Mais uma baladinha morna com No Pain For The Dead. A música em si não é ruim, mas o excesso de baladas faz com que o Temple of Shadows se torne um trabalho preguiçoso a partir deste momento (o mesmo problema dos shows atuais dos caras). Na seqüência temos Winds of Destination, a faixa que conta com a participação especial de Hansi Kürsch, do Blind Guardian. Infelizmente, essa aparição é um grande desperdício pois a música, apesar de pesada, é fraca e parece estar lá apenas para tapar buraco.
Continuando com a seqüência irregular, temos mais uma balada com momentos pesados em Sprouts of Time. Outra composição genérica que não deve aparecer nos shows e será esquecida com o tempo. Seu único pedaço interessante é uma virada em sua metade que mistura alguns ritmos latinos e mostra que o Heavy Metal pode ser muito versátil, como o próprio Angra já demonstrou nos trabalhos anteriores.
Na seqüência temos Morning Star com sua levada irregular, mas bons momentos, especialmente no clímax orquestrado em seu final. Sinto que essa faixa não foi tão bem trabalhada como poderia pois ela tem muito potencial. Infelizmente, é mais uma fadada ao ostracismo.
Late Redemption é a curiosa participação de Milton Nascimento. Bem ao seu estilo, o cantor faz um dueto com Edu Falaschi onde interpreta suas linhas em português enquanto o vocalista do Angra responde em inglês. A idéia é bem interessante e mesmo os mais céticos hão de concordar que a música caiu como uma luva para a voz do mestre da MPB. Milton provavelmente mandaria absurdamente bem em uma música pesada, já que técnica o cara tem. Contudo, a banda decidiu não arriscar e fez o óbvio: uma balada bem feitinha. Gostaria muito de ver Milton subindo aos palcos com o Angra em algum show, seria um evento histórico (e, segundo as fontes delfianas, deveria ter acontecido no show do último sábado, cuja resenha você lê aqui ainda essa semana, onde a banda gravou outro DVD – provavelmente para competir com o DVD cheio de convidados do Shaman). O CD encerra com uma novidade, mais uma música instrumental: Gate XIII, que retrata a morte de Shadow Hunter em um clima sombrio e diferente do Angra alegre dos outros álbuns.
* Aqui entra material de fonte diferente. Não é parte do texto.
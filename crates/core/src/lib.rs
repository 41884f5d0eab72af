//! Brightclass Core - Shared types library.
//!
//! This crate provides common types used across all Brightclass components:
//! - `server` - Public JSON API (content, portals, reminders)
//! - `cli` - Command-line tools for migrations and account management
//!
//! # Architecture
//!
//! The core crate contains only types - no I/O, no database access, no HTTP
//! clients. This keeps it lightweight and allows it to be used anywhere.
//!
//! # Modules
//!
//! - [`types`] - Newtype wrappers for type-safe IDs, emails, phone numbers,
//!   and status enums

#![cfg_attr(not(test), forbid(unsafe_code))]

pub mod types;

pub use types::*;
impl<'a> KindPolicy<'a> {
    /// Build the policy for a portal from server configuration.
    #[must_use]
    pub fn for_kind(kind: AccountKind, config: &'a ServerConfig) -> Self {
        let email_domain = match kind {
            AccountKind::Admin => config.admin_email_domain.as_deref(),
            AccountKind::Franchise => config.franchise_email_domain.as_deref(),
            AccountKind::Staff => None,
        };

        Self {
            kind,
            email_domain,
            requires_approval: kind == AccountKind::Staff,
        }
    }

    /// Token time-to-live for this portal, in hours.
    #[must_use]
    pub const fn token_ttl_hours(&self) -> i64 {
        self.kind.token_ttl_hours()
    }
}

/// The lifecycle controller for one portal kind.
pub struct AccountLifecycle<'a> {
    pool: &'a PgPool,
    email: Option<&'a EmailService>,
    base_url: &'a str,
    policy: KindPolicy<'a>,
}

impl<'a> AccountLifecycle<'a> {
    /// Build a controller for a portal from application state.
    #[must_use]
    pub fn new(state: &'a AppState, kind: AccountKind) -> Self {
        Self {
            pool: state.pool(),
            email: state.email(),
            base_url: state.config().base_url_trimmed(),
            policy: KindPolicy::for_kind(kind, state.config()),
        }
    }

    /// Create a pending account, issue a verification token and send the
    /// verification email.
    ///
    /// # Errors
    ///
    /// `InvalidInput` for field/allowlist failures (before any store
    /// write), `DuplicateEmail` for an existing account, `Repository` /
    /// `Token` for store failures. A failed email send is NOT an error -
    /// it surfaces as `SignupOutcome::warning`.
    pub async fn signup(&self, req: &SignupRequest) -> Result<SignupOutcome, LifecycleError> {
        let email = validate_signup(&self.policy, req)?;

        let accounts = AccountRepository::new(self.pool);

        // Advisory pre-check; the UNIQUE (kind, email) constraint is the
        // real guard against concurrent duplicates.
        if accounts
            .get_by_email(self.policy.kind, &email)
            .await?
            .is_some()
        {
            return Err(LifecycleError::DuplicateEmail);
        }

        let account = accounts
            .create(&NewAccount {
                kind: self.policy.kind,
                email: &email,
                full_name: req.full_name.trim(),
                phone: req.phone.as_deref(),
                role: (self.policy.kind == AccountKind::Admin).then_some(AccountRole::Member),
                business_name: req.business_name.as_deref(),
                region: req.region.as_deref(),
                subject: req.subject.as_deref(),
            })
            .await
            .map_err(|e| match e {
                RepositoryError::Conflict(_) => LifecycleError::DuplicateEmail,
                other => LifecycleError::Repository(other),
            })?;

        let token = TokenService::new(self.pool).issue(&account).await?;
        let warning = self.deliver_verification(&account, &token.token).await;

        tracing::info!(
            account_id = %account.id,
            kind = %account.kind,
            "Pending account created"
        );

        Ok(SignupOutcome { account, warning })
    }

    /// Redeem a verification token and activate the account.
    ///
    /// The admin portal additionally gets its role set at verify time;
    /// franchise partners receive a best-effort welcome email.
    ///
    /// # Errors
    ///
    /// `Token(NotFound | Expired)` for verification failures,
    /// `AccountNotFound` if the account vanished underneath the token.
    pub async fn confirm(&self, token: &str) -> Result<Account, LifecycleError> {
        let account_id = TokenService::new(self.pool)
            .verify(token, self.policy.kind)
            .await?;

        let accounts = AccountRepository::new(self.pool);
        let verify_role =
            (self.policy.kind == AccountKind::Admin).then_some(AccountRole::Admin);

        accounts
            .activate(account_id, verify_role)
            .await
            .map_err(|e| match e {
                RepositoryError::NotFound => LifecycleError::AccountNotFound,
                other => LifecycleError::Repository(other),
            })?;

        let account = accounts
            .get(account_id)
            .await?
            .ok_or(LifecycleError::AccountNotFound)?;

        if self.policy.kind == AccountKind::Franchise
            && let Some(email_service) = self.email
            && let Err(e) = email_service
                .send_franchise_welcome(
                    account.email.as_str(),
                    &account.full_name,
                    &format!("{}/franchise", self.base_url),
                )
                .await
        {
            tracing::warn!(error = %e, "Failed to send franchise welcome email");
        }

        if self.policy.requires_approval && !account.approved {
            tracing::info!(account_id = %account.id, "Verified account awaiting operator approval");
        }

        tracing::info!(account_id = %account.id, kind = %account.kind, "Account verified");

        Ok(account)
    }

    /// Re-issue a verification token for a pending account and resend the
    /// email. Outstanding tokens for the account are revoked first.
    ///
    /// # Errors
    ///
    /// `AccountNotFound` if no account matches, `InvalidInput` if the
    /// account is not pending.
    pub async fn resend(&self, email_raw: &str) -> Result<Option<String>, LifecycleError> {
        let email = Email::parse(email_raw.trim().to_lowercase().as_str())
            .map_err(|e| LifecycleError::InvalidInput(e.to_string()))?;

        let account = AccountRepository::new(self.pool)
            .get_by_email(self.policy.kind, &email)
            .await?
            .ok_or(LifecycleError::AccountNotFound)?;

        if account.status != AccountStatus::Pending {
            return Err(LifecycleError::InvalidInput(
                "account is already verified".to_owned(),
            ));
        }

        let tokens = TokenService::new(self.pool);
        tokens.revoke_for_account(account.id).await?;
        let token = tokens.issue(&account).await?;

        Ok(self.deliver_verification(&account, &token.token).await)
    }

    /// Elevate an admin account's role, decoupled from email verification.
    ///
    /// # Errors
    ///
    /// `InvalidInput` for non-admin portals, `AccountNotFound` if no admin
    /// account matches.
    pub async fn elevate(&self, id: AccountId) -> Result<(), LifecycleError> {
        if self.policy.kind != AccountKind::Admin {
            return Err(LifecycleError::InvalidInput(
                "role elevation only applies to the admin portal".to_owned(),
            ));
        }

        AccountRepository::new(self.pool)
            .set_role(id, AccountRole::Admin)
            .await
            .map_err(|e| match e {
                RepositoryError::NotFound => LifecycleError::AccountNotFound,
                other => LifecycleError::Repository(other),
            })
    }

    /// Send the verification email, returning a warning string instead of
    /// failing when delivery is impossible.
    async fn deliver_verification(&self, account: &Account, token: &str) -> Option<String> {
        let verify_url = format!(
            "{}/{}/verify-email?token={token}",
            self.base_url, self.policy.kind
        );

        match self.email {
            Some(email_service) => {
                match email_service
                    .send_verification_email(
                        account.email.as_str(),
                        self.policy.kind.as_str(),
                        &verify_url,
                        self.policy.token_ttl_hours(),
                    )
                    .await
                {
                    Ok(()) => None,
                    Err(e) => {
                        tracing::warn!(
                            account_id = %account.id,
                            error = %e,
                            "Failed to send verification email"
                        );
                        Some(
                            "account created, but the verification email could not be sent; \
                             request a new verification email later"
                                .to_owned(),
                        )
                    }
                }
            }
            None => {
                // Development mode - log the link
                tracing::warn!(
                    account_id = %account.id,
                    verify_url = %verify_url,
                    "SMTP not configured - verification link logged (dev mode)"
                );
                Some("email service not configured; verification link logged".to_owned())
            }
        }
    }
}

/// Validate a signup request against a portal policy.
///
/// Runs entirely before any store write; the returned [`Email`] is the
/// trimmed, lowercased address to persist.
fn validate_signup(policy: &KindPolicy<'_>, req: &SignupRequest) -> Result<Email, LifecycleError> {
    if req.full_name.trim().is_empty() {
        return Err(LifecycleError::InvalidInput(
            "full_name is required".to_owned(),
        ));
    }

    let email = Email::parse(req.email.trim().to_lowercase().as_str())
        .map_err(|e| LifecycleError::InvalidInput(e.to_string()))?;

    if let Some(domain) = policy.email_domain
        && !email.matches_domain(domain)
    {
        return Err(LifecycleError::InvalidInput(format!(
            "email must belong to the {domain} domain"
        )));
    }

    match policy.kind {
        AccountKind::Franchise => {
            if req
                .business_name
                .as_deref()
                .is_none_or(|s| s.trim().is_empty())
            {
                return Err(LifecycleError::InvalidInput(
                    "business_name is required".to_owned(),
                ));
            }
        }
        AccountKind::Staff => {
            if req.subject.as_deref().is_none_or(|s| s.trim().is_empty()) {
                return Err(LifecycleError::InvalidInput(
                    "subject is required".to_owned(),
                ));
            }
        }
        AccountKind::Admin => {}
    }

    Ok(email)
}
//! Brightclass CLI - Database migrations and management tools.
//!
//! # Usage
//!
//! ```bash
//! # Run database migrations
//! bc-cli migrate run
//!
//! # Show migration status
//! bc-cli migrate status
//!
//! # List staff accounts awaiting approval
//! bc-cli accounts list -k staff -s active
//!
//! # Approve a vetted staff account
//! bc-cli accounts approve -i 42
//!
//! # Elevate an admin account's role
//! bc-cli accounts elevate -i 7
//!
//! # Delete expired verification tokens
//! bc-cli tokens sweep
//! ```

#![cfg_attr(not(test), forbid(unsafe_code))]

use clap::{Parser, Subcommand};

mod commands;

#[derive(Parser)]
#[command(name = "bc-cli")]
#[command(author, version, about = "Brightclass CLI tools")]
struct Cli {
    #[command(subcommand)]
    command: Commands,
}

#[derive(Subcommand)]
enum Commands {
    /// Run database migrations
    Migrate {
        #[command(subcommand)]
        action: MigrateAction,
    },
    /// Manage portal accounts
    Accounts {
        #[command(subcommand)]
        action: AccountAction,
    },
    /// Manage verification tokens
    Tokens {
        #[command(subcommand)]
        action: TokenAction,
    },
}

#[derive(Subcommand)]
enum MigrateAction {
    /// Apply pending migrations
    Run,
    /// Show applied migrations
    Status,
}

#[derive(Subcommand)]
enum AccountAction {
    /// List accounts for a portal
    List {
        /// Portal kind (`admin`, `franchise`, `staff`)
        #[arg(short, long)]
        kind: String,

        /// Filter by status (`pending`, `active`, `rejected`, `deactivated`)
        #[arg(short, long)]
        status: Option<String>,
    },
    /// Set the approval flag on a staff account
    Approve {
        /// Account ID
        #[arg(short, long)]
        id: i32,
    },
    /// Elevate an admin account to the admin role
    Elevate {
        /// Account ID
        #[arg(short, long)]
        id: i32,
    },
}

#[derive(Subcommand)]
enum TokenAction {
    /// Delete expired verification tokens
    Sweep,
}

#[tokio::main]
async fn main() {
    // Initialize tracing
    tracing_subscriber::fmt::init();

    let cli = Cli::parse();

    let result: Result<(), Box<dyn std::error::Error>> = run(cli).await;

    if let Err(e) = result {
        tracing::error!("Command failed: {e}");
        std::process::exit(1);
    }
}

async fn run(cli: Cli) -> Result<(), Box<dyn std::error::Error>> {
    match cli.command {
        Commands::Migrate { action } => match action {
            MigrateAction::Run => commands::migrate::run().await?,
            MigrateAction::Status => commands::migrate::status().await?,
        },
        Commands::Accounts { action } => match action {
            AccountAction::List { kind, status } => {
                commands::accounts::list(&kind, status.as_deref()).await?;
            }
            AccountAction::Approve { id } => commands::accounts::approve(id).await?,
            AccountAction::Elevate { id } => commands::accounts::elevate(id).await?,
        },
        Commands::Tokens { action } => match action {
            TokenAction::Sweep => commands::tokens::sweep().await?,
        },
    }
    Ok(())
}
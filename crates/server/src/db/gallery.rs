//! Gallery image repository.

use chrono::{DateTime, Utc};
use sqlx::PgPool;

use brightclass_core::{GalleryImageId, GalleryStatus};

use super::RepositoryError;
use crate::models::content::{GalleryImage, GalleryImageUpdate, NewGalleryImage};

#[derive(Debug, sqlx::FromRow)]
struct GalleryImageRow {
    id: i32,
    title: String,
    image_url: String,
    caption: Option<String>,
    status: String,
    created_at: DateTime<Utc>,
    updated_at: DateTime<Utc>,
}

impl TryFrom<GalleryImageRow> for GalleryImage {
    type Error = RepositoryError;

    fn try_from(row: GalleryImageRow) -> Result<Self, Self::Error> {
        let status: GalleryStatus = row
            .status
            .parse()
            .map_err(|e| RepositoryError::DataCorruption(format!("invalid status: {e}")))?;

        Ok(Self {
            id: GalleryImageId::new(row.id),
            title: row.title,
            image_url: row.image_url,
            caption: row.caption,
            status,
            created_at: row.created_at,
            updated_at: row.updated_at,
        })
    }
}

const COLUMNS: &str = "id, title, image_url, caption, status, created_at, updated_at";

/// Repository for gallery image database operations.
pub struct GalleryRepository<'a> {
    pool: &'a PgPool,
}

impl<'a> GalleryRepository<'a> {
    /// Create a new gallery repository.
    #[must_use]
    pub const fn new(pool: &'a PgPool) -> Self {
        Self { pool }
    }

    /// List images, newest first, optionally filtered by status.
    ///
    /// # Errors
    ///
    /// Returns `RepositoryError::Database` if the query fails.
    pub async fn list(
        &self,
        status: Option<GalleryStatus>,
    ) -> Result<Vec<GalleryImage>, RepositoryError> {
        let rows: Vec<GalleryImageRow> = sqlx::query_as(&format!(
            "SELECT {COLUMNS} FROM gallery_image \
             WHERE ($1::text IS NULL OR status = $1) \
             ORDER BY created_at DESC"
        ))
        .bind(status.map(|s| s.as_str()))
        .fetch_all(self.pool)
        .await?;

        rows.into_iter().map(TryInto::try_into).collect()
    }

    /// Get an image by its ID.
    ///
    /// # Errors
    ///
    /// Returns `RepositoryError::Database` if the query fails.
    pub async fn get(&self, id: GalleryImageId) -> Result<Option<GalleryImage>, RepositoryError> {
        let row: Option<GalleryImageRow> =
            sqlx::query_as(&format!("SELECT {COLUMNS} FROM gallery_image WHERE id = $1"))
                .bind(id.as_i32())
                .fetch_optional(self.pool)
                .await?;

        row.map(TryInto::try_into).transpose()
    }

    /// Create an image record.
    ///
    /// # Errors
    ///
    /// Returns `RepositoryError::Database` if the query fails.
    pub async fn create(&self, new: &NewGalleryImage) -> Result<GalleryImage, RepositoryError> {
        let status = new.status.unwrap_or(GalleryStatus::Hidden);

        let row: GalleryImageRow = sqlx::query_as(&format!(
            "INSERT INTO gallery_image (title, image_url, caption, status) \
             VALUES ($1, $2, $3, $4) \
             RETURNING {COLUMNS}"
        ))
        .bind(&new.title)
        .bind(&new.image_url)
        .bind(new.caption.as_deref())
        .bind(status.as_str())
        .fetch_one(self.pool)
        .await?;

        row.try_into()
    }

    /// Apply a partial update.
    ///
    /// # Errors
    ///
    /// Returns `RepositoryError::NotFound` if the image doesn't exist.
    /// Returns `RepositoryError::Database` for other database errors.
    pub async fn update(
        &self,
        id: GalleryImageId,
        update: &GalleryImageUpdate,
    ) -> Result<GalleryImage, RepositoryError> {
        let row: Option<GalleryImageRow> = sqlx::query_as(&format!(
            "UPDATE gallery_image SET \
                 title = COALESCE($2, title), \
                 image_url = COALESCE($3, image_url), \
                 caption = COALESCE($4, caption), \
                 status = COALESCE($5, status), \
                 updated_at = NOW() \
             WHERE id = $1 \
             RETURNING {COLUMNS}"
        ))
        .bind(id.as_i32())
        .bind(update.title.as_deref())
        .bind(update.image_url.as_deref())
        .bind(update.caption.as_deref())
        .bind(update.status.map(|s| s.as_str()))
        .fetch_optional(self.pool)
        .await?;

        row.ok_or(RepositoryError::NotFound)?.try_into()
    }

    /// Delete an image record.
    ///
    /// # Returns
    ///
    /// Returns `true` if the image was deleted, `false` if it didn't exist.
    ///
    /// # Errors
    ///
    /// Returns `RepositoryError::Database` if the query fails.
    pub async fn delete(&self, id: GalleryImageId) -> Result<bool, RepositoryError> {
        let result = sqlx::query("DELETE FROM gallery_image WHERE id = $1")
            .bind(id.as_i32())
            .execute(self.pool)
            .await?;

        Ok(result.rows_affected() > 0)
    }
}
//! Reminder scan trigger endpoint.
//!
//! Intended for invocation by an external scheduler (e.g. a platform cron
//! hitting it every ~10 minutes). The job itself never self-schedules.

use axum::{Json, Router, extract::State, routing::post};
use chrono::Utc;
use tracing::instrument;

use crate::error::{AppError, Result};
use crate::services::reminders::{ReminderJob, ReminderOutcome};
use crate::state::AppState;

/// Build the reminders router.
pub fn router() -> Router<AppState> {
    Router::new().route("/api/reminders/run", post(run))
}

/// POST /api/reminders/run
///
/// Fails fast with 503 when the messaging provider is not configured.
#[instrument(skip(state))]
async fn run(State(state): State<AppState>) -> Result<Json<ReminderOutcome>> {
    let messaging = state
        .messaging()
        .ok_or(AppError::ServiceNotConfigured("messaging"))?;

    let job = ReminderJob::new(state.pool(), messaging, &state.config().reminder);
    let outcome = job.run(Utc::now()).await?;

    Ok(Json(outcome))
}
Tudo é muito bem produzido (responsabilidade do experiente Dennis Ward – baixista da banda Pink Cream 69) mas tenha uma coisa na cabeça: empolgações à parte, Temple of Shadows não é o melhor álbum do Angra como algumas publicações falaram exaustivamente. Esse título, na minha opinião, segue firme com o debut Angels Cry, mas o novo trabalho traz sim algumas novidades ao som dos paulistanos e vale o seu preço. De 0 a 10 eu dou 7,5.
Para finalizar, acredito que essa resenha e o álbum em si podem ser resumidos em uma pergunta: você reparou quantas vezes eu utilizei a palavra “balada”?